[Collection entries]
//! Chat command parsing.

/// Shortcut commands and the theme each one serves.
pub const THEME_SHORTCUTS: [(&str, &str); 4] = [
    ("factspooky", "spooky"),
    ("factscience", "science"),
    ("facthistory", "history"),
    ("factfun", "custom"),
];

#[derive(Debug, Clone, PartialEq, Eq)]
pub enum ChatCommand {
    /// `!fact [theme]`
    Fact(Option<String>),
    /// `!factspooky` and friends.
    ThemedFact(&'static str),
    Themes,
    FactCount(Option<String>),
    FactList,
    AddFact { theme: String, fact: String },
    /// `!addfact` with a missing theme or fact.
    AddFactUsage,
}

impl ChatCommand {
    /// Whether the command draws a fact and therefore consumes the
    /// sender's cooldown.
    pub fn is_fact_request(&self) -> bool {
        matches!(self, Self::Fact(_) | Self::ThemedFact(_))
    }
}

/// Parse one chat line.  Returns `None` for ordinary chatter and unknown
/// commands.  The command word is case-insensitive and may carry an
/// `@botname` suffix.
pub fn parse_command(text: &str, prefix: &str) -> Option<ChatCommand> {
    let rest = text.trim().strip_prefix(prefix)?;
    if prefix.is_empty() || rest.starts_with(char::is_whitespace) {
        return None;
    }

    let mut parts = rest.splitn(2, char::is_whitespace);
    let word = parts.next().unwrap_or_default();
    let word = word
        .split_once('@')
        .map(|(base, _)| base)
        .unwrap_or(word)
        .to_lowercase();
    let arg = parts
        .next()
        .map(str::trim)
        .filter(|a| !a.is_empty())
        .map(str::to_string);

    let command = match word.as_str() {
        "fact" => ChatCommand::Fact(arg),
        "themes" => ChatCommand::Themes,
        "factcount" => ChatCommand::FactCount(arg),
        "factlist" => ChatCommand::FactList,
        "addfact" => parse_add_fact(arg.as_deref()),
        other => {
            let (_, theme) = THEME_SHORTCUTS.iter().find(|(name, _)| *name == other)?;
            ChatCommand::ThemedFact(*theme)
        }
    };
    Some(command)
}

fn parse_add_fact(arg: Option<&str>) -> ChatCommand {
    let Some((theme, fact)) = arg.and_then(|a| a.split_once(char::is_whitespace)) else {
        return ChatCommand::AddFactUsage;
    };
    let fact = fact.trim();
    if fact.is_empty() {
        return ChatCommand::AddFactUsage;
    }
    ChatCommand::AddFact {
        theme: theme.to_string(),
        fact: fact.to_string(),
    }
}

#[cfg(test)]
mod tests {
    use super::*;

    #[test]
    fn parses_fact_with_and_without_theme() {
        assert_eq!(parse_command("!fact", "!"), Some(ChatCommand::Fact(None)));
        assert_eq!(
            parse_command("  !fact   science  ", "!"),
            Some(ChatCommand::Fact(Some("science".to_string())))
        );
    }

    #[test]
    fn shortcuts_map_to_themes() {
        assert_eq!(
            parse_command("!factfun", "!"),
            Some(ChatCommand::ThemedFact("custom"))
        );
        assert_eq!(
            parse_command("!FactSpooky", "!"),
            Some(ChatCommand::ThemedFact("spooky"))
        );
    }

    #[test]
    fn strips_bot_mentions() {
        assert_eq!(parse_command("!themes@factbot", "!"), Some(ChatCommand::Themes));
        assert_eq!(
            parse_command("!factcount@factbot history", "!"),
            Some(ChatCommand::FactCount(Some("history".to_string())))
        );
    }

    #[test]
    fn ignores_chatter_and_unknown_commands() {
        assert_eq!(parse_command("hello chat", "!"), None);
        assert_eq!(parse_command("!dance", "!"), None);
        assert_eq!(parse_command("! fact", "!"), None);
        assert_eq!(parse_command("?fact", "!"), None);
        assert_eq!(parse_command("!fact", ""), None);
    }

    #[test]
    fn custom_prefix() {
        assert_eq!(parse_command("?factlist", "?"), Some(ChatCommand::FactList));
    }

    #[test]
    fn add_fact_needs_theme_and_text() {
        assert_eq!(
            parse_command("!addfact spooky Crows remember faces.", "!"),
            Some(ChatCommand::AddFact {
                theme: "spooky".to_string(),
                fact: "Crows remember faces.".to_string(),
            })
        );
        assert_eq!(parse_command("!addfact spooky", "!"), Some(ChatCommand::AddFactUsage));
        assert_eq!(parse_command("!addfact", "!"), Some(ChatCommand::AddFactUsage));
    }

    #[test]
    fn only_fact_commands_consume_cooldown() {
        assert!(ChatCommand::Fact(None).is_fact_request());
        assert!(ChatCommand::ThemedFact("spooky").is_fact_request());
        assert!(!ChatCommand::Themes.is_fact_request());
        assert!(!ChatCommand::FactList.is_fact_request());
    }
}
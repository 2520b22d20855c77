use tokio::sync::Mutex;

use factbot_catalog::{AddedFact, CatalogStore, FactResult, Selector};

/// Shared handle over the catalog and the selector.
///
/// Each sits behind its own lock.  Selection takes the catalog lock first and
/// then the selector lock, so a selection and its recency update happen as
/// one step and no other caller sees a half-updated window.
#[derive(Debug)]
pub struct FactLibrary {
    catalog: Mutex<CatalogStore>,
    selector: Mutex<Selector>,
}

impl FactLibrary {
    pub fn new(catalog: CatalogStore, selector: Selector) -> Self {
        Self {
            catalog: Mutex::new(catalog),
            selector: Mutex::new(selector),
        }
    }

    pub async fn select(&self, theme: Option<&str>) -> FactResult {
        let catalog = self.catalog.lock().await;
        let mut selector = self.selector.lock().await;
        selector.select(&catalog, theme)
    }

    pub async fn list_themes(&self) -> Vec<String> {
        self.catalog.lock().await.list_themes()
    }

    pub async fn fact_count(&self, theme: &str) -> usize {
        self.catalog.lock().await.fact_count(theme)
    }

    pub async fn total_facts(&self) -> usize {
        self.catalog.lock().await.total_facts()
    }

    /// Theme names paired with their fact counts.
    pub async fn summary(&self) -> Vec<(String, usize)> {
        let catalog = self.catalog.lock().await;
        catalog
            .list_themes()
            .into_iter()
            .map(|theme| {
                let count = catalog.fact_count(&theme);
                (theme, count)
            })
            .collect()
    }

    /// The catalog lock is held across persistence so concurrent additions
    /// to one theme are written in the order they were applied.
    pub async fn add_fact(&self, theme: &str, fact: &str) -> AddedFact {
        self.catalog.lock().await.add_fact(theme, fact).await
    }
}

# [WHAT TO WORK ON]
Show a copy of each line from the records above in which the string "trim" occurs.

# [SOLUTION TO THIS TASK]
    let rest = text.trim().strip_prefix(prefix)?;
        .map(str::trim)
    let fact = fact.trim();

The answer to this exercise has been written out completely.